[[ PROVIDED DATA, beginning ]]

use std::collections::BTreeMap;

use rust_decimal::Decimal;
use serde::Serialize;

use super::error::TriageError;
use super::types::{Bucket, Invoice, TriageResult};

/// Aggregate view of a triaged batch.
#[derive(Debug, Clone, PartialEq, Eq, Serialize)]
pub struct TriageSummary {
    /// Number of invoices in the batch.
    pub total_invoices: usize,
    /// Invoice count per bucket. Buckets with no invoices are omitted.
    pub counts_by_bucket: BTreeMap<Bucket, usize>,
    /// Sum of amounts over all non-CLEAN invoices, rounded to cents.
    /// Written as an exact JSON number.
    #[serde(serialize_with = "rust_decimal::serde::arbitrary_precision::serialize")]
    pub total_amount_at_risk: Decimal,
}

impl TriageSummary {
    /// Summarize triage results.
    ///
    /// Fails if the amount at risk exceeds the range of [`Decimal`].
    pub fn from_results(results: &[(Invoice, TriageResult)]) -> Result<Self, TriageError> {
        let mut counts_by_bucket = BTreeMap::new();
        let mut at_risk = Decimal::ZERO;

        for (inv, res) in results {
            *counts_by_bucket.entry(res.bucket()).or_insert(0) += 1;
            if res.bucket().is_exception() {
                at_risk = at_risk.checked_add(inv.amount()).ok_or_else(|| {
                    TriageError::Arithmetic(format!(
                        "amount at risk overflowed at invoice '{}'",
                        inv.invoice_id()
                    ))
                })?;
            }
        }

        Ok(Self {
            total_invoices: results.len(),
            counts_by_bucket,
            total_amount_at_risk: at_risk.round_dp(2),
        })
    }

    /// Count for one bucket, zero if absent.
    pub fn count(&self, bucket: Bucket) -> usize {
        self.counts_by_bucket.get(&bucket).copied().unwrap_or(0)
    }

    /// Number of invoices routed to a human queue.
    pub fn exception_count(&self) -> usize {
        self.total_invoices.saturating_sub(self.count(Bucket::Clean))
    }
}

[[ PROVIDED DATA, end ]]
[[ PROVIDED DATA, beginning ]]

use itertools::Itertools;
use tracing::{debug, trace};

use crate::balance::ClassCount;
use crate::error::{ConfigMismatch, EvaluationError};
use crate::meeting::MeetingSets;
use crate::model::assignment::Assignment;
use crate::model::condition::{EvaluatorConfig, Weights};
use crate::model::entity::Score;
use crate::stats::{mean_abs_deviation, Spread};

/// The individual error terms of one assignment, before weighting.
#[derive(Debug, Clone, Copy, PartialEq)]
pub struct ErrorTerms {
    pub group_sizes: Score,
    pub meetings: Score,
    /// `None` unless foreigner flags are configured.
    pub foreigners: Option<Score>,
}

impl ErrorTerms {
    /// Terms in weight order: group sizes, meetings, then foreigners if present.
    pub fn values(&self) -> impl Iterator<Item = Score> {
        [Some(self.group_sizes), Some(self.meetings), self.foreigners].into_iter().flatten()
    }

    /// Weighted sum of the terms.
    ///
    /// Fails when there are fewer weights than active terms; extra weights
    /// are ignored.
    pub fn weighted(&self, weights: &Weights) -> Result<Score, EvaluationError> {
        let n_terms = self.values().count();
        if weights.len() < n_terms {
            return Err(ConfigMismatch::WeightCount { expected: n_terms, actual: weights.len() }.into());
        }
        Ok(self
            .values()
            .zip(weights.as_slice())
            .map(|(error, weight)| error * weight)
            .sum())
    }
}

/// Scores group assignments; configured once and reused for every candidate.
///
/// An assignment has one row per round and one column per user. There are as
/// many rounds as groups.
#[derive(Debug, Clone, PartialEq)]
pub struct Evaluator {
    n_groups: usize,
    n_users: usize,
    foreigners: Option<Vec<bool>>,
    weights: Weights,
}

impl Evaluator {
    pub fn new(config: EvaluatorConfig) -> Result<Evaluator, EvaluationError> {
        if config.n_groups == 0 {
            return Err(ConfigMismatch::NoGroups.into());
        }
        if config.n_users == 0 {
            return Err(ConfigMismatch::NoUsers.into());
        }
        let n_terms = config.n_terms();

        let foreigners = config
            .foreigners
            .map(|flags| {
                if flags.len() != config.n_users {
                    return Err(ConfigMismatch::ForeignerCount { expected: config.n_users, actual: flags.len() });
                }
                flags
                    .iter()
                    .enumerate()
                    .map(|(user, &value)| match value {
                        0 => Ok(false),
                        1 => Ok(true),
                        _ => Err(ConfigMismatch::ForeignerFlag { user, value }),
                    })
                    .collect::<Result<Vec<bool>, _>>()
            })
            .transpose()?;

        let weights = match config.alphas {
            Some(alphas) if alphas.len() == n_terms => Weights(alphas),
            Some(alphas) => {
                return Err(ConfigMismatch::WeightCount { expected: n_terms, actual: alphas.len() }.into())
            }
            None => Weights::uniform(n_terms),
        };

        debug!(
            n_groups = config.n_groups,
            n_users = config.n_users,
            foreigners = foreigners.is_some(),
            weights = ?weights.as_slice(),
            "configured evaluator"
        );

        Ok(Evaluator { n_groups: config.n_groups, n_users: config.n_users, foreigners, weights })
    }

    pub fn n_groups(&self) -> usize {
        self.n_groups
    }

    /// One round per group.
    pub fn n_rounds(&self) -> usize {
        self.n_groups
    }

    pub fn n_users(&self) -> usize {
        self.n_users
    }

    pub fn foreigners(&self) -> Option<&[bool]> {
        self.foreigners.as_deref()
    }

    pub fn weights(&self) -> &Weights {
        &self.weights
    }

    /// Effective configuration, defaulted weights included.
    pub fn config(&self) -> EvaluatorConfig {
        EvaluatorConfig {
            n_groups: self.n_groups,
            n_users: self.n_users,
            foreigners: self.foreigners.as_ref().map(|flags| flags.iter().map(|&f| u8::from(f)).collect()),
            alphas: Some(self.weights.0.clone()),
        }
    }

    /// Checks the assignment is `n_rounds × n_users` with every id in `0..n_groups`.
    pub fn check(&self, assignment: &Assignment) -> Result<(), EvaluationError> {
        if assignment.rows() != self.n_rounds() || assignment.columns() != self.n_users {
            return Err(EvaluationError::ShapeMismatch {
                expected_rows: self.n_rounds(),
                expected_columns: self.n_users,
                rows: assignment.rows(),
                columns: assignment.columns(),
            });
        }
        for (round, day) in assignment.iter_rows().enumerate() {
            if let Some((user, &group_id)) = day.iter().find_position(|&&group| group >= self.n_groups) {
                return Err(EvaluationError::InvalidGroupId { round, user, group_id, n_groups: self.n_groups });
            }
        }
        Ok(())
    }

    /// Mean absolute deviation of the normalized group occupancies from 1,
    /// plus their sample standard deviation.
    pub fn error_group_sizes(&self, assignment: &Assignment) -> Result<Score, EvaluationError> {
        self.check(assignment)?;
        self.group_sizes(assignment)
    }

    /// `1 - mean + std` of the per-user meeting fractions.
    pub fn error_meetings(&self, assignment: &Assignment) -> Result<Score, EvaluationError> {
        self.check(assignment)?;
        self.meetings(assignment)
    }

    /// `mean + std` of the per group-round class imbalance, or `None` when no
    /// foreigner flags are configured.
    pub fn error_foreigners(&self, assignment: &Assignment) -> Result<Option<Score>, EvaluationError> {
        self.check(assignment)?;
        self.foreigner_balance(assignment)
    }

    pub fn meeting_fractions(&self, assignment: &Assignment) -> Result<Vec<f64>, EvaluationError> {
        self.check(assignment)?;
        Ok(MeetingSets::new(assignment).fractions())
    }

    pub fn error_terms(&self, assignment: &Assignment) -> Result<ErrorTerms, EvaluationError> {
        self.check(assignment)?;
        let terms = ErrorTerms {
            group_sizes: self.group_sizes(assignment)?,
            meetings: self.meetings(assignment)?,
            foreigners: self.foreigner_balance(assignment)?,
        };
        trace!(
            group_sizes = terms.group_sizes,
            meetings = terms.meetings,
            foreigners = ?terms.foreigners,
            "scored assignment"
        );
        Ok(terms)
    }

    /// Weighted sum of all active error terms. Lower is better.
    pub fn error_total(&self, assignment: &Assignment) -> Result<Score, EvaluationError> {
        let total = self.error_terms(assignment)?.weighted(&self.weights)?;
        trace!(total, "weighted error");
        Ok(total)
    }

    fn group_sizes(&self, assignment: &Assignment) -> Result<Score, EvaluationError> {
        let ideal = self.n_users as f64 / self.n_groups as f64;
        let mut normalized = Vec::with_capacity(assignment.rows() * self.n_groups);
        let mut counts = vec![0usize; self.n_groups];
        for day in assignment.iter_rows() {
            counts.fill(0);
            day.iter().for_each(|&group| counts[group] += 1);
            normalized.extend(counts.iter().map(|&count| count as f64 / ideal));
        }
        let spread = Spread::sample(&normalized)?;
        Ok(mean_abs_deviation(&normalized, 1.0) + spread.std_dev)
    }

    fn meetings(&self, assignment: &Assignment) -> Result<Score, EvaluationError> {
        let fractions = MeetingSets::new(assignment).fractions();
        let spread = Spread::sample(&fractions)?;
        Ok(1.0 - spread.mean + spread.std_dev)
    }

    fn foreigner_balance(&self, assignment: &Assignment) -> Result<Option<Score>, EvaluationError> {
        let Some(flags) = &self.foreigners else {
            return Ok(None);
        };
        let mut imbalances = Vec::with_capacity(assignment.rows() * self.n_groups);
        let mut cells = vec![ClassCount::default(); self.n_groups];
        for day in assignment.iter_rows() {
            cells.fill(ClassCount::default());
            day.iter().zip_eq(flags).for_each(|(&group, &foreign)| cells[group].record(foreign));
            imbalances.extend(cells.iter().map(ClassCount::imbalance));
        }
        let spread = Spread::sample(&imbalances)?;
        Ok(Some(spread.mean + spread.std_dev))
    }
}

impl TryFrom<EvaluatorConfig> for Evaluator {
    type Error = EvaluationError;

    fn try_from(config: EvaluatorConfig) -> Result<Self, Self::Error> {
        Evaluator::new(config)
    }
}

[[ PROVIDED DATA, end ]]

THE TASK: Above are the records. How many of their lines hold "ErrorTerms"? Answer with the number alone.

COMPLETED EXERCISE: 4